3

I am attempting to parallelize a program that does some image processing with openACC. As a part of this processing I have a custom structure defined similar to:

typedef struct {
  RGB *image;
  double property;
} Deep;

Which I am accessing within an array Deep *structPointer.

I have come across some documents for manually copying the entire contents of structPointer to the GPU, which has left me with the following code.

  Deep *structPointer = (Deep*)
    malloc(total_size*sizeof(Deep));
  assert(structPointer);

  int i;

  for (i = 0; i < total_size; i++)
  {
    structPointer[i].image = randomImage(width, height, max);
  }

    dP = acc_copyin( stuctPointer, sizeof( Deep )*total_size ); 

  for ( i=0; i < total_size; i++ ) {
   dA = acc_copyin( structPointer[i].image, sizeof(RGB)*width*height );     //device address in dA
   acc_memcpy_to_device( &dP[i].image, &dA,  sizeof(RGB*) );
  }

This all runs fine, until I try to run a parallel for loop that accesses structPointer and modifies the property attributes of the members of the array based on the contents of RGB *image.

Pseudo code:

#pragma acc parallel loop copyin(inputImage[0:width*height], width, height)
for (i = 0; i < total_size; i++) {
  computeProperty(input_image, structPointer+i, width, height)
}

inline void compProperty (const RGB *A, Deep *B, int width, int height)
{
   B->property = 10;
}

I get:

call to cuStreamSynchronize returned error 700: Illegal address during kernel execution

The output of cuda-memcheck is:

> ========= CUDA-MEMCHECK image2.ppm is a PPM file 256 x 256 image, max value= 255
> ========= Program hit CUDA_ERROR_INVALID_CONTEXT (error 201) due to "invalid device context" on CUDA API call to cuCtxAttach.
> =========     Saved host backtrace up to driver entry point at error
> =========     Host Frame:/usr/lib64/libcuda.so (cuCtxAttach + 0x156) [0x13fc36]
> =========     Host Frame:./genimg_acc [0x13639]
> =========
> ========= Program hit CUDA_ERROR_ILLEGAL_ADDRESS (error 700) due to "an illegal memory access was encountered" on CUDA API call to
> cuStreamSynchronize. call to cuStreamSynchronize returned error 700:
> Illegal address during kernel execution
> =========     Saved host backtrace up to driver entry point at error
> =========     Host Frame:/usr/lib64/libcuda.so (cuStreamSynchronize + 0x13d) [0x149a9d]
> =========     Host Frame:./genimg_acc [0x15856]
> =========
> ========= Program hit CUDA_ERROR_ILLEGAL_ADDRESS (error 700) due to "an illegal memory access was encountered" on CUDA API call to
> cuCtxSynchronize.
> =========     Saved host backtrace up to driver entry point at error
> =========     Host Frame:/usr/lib64/libcuda.so (cuCtxSynchronize + 0x127) [0x13ee37]

Note that the program runs when compiled without openACC and will process correctly when run in a single thread.

challett
  • 906
  • 6
  • 16

1 Answers1

1

OK I found a reference for OpenACC Deep Copying which may be what you're looking at already based on the Deep name.

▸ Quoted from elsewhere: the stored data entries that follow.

use async_trait::async_trait;
use chrono::{DateTime, Utc};
use uuid::Uuid;

use super::PgStore;
use crate::error::{CrmError, CrmResult};
use crate::models::lead::LeadFilter;
use crate::models::{Lead, UpdateLead};
use crate::store::LeadStore;

const LEAD_COLUMNS: &str = r#"
    id, client_name, phone_number, reference_source, status, notes,
    date, follow_up_date, created_by, assigned_to, created_at, updated_at
"#;

#[async_trait]
impl LeadStore for PgStore {
    async fn insert(&self, lead: Lead) -> CrmResult<Lead> {
        sqlx::query(
            r#"
            INSERT INTO leads (
                id, client_name, phone_number, reference_source, status, notes,
                date, follow_up_date, created_by, assigned_to, created_at, updated_at
            )
            VALUES ($1, $2, $3, $4, $5, $6, $7, $8, $9, $10, $11, $12)
            "#,
        )
        .bind(lead.id)
        .bind(&lead.client_name)
        .bind(&lead.phone_number)
        .bind(lead.reference_source)
        .bind(lead.status)
        .bind(&lead.notes)
        .bind(lead.date)
        .bind(lead.follow_up_date)
        .bind(lead.created_by)
        .bind(lead.assigned_to)
        .bind(lead.created_at)
        .bind(lead.updated_at)
        .execute(self.pool())
        .await?;
        Ok(lead)
    }

    async fn update(&self, id: Uuid, patch: UpdateLead, now: DateTime<Utc>) -> CrmResult<Lead> {
        let mut tx = self.pool().begin().await?;

        let query = format!("SELECT {} FROM leads WHERE id = $1 FOR UPDATE", LEAD_COLUMNS);
        let mut lead = sqlx::query_as::<_, Lead>(&query)
            .bind(id)
            .fetch_optional(&mut *tx)
            .await?
            .ok_or(CrmError::NotFound("Lead"))?;

        lead.apply_update(patch, now)?;

        sqlx::query(
            r#"
            UPDATE leads SET
                client_name = $2, phone_number = $3, reference_source = $4,
                status = $5, notes = $6, date = $7, follow_up_date = $8,
                assigned_to = $9, updated_at = $10
            WHERE id = $1
            "#,
        )
        .bind(lead.id)
        .bind(&lead.client_name)
        .bind(&lead.phone_number)
        .bind(lead.reference_source)
        .bind(lead.status)
        .bind(&lead.notes)
        .bind(lead.date)
        .bind(lead.follow_up_date)
        .bind(lead.assigned_to)
        .bind(lead.updated_at)
        .execute(&mut *tx)
        .await?;

        tx.commit().await?;
        Ok(lead)
    }

    async fn delete(&self, id: Uuid) -> CrmResult<()> {
        let result = sqlx::query("DELETE FROM leads WHERE id = $1")
            .bind(id)
            .execute(self.pool())
            .await?;
        if result.rows_affected() == 0 {
            return Err(CrmError::NotFound("Lead"));
        }
        Ok(())
    }

    async fn list(&self, filter: &LeadFilter) -> CrmResult<Vec<Lead>> {
        let query = format!(
            r#"
            SELECT {} FROM leads
            WHERE ($1::varchar IS NULL OR status = $1)
                AND ($2::varchar IS NULL OR reference_source = $2)
                AND ($3::timestamptz IS NULL OR date >= $3)
                AND ($4::timestamptz IS NULL OR date < $4)
            ORDER BY created_at DESC
            "#,
            LEAD_COLUMNS
        );
        let leads = sqlx::query_as::<_, Lead>(&query)
            .bind(filter.status)
            .bind(filter.source)
            .bind(filter.date.start)
            .bind(filter.date.end)
            .fetch_all(self.pool())
            .await?;
        Ok(leads)
    }

    async fn follow_ups(&self, since: DateTime<Utc>) -> CrmResult<Vec<Lead>> {
        let query = format!(
            r#"
            SELECT {} FROM leads
            WHERE follow_up_date >= $1
                AND status NOT IN ('Converted', 'Closed', 'Dead')
            ORDER BY follow_up_date ASC
            "#,
            LEAD_COLUMNS
        );
        let leads = sqlx::query_as::<_, Lead>(&query)
            .bind(since)
            .fetch_all(self.pool())
            .await?;
        Ok(leads)
    }
}
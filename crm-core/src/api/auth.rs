use axum::{extract::State, http::StatusCode, response::Json};
use serde_json::{json, Value};

use crate::api::AppState;
use crate::auth::{CurrentUser, RequireAdmin};
use crate::error::CrmResult;
use crate::models::user::{AuthResponse, LoginRequest, RegisterUser};

pub async fn login(
    State(state): State<AppState>,
    Json(request): Json<LoginRequest>,
) -> CrmResult<Json<AuthResponse>> {
    Ok(Json(state.auth.login(request).await?))
}

/// Account creation is reserved for administrators.
pub async fn register(
    State(state): State<AppState>,
    RequireAdmin(_admin): RequireAdmin,
    Json(request): Json<RegisterUser>,
) -> CrmResult<(StatusCode, Json<AuthResponse>)> {
    let response = state.auth.register(request).await?;
    Ok((StatusCode::CREATED, Json(response)))
}

pub async fn verify(State(state): State<AppState>, caller: CurrentUser) -> CrmResult<Json<Value>> {
    let user = state.auth.verify(caller).await?;
    Ok(Json(json!({ "user": user })))
}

Looking at Figure 9 on page 7, they give you an example of doing a deep copy on a structure containing both scalars and pointers.

One must use the pointer returned by acc_copyin to access the array of structures within the parallelized code--namely dP instead of structPointer. The following code should fix the problem.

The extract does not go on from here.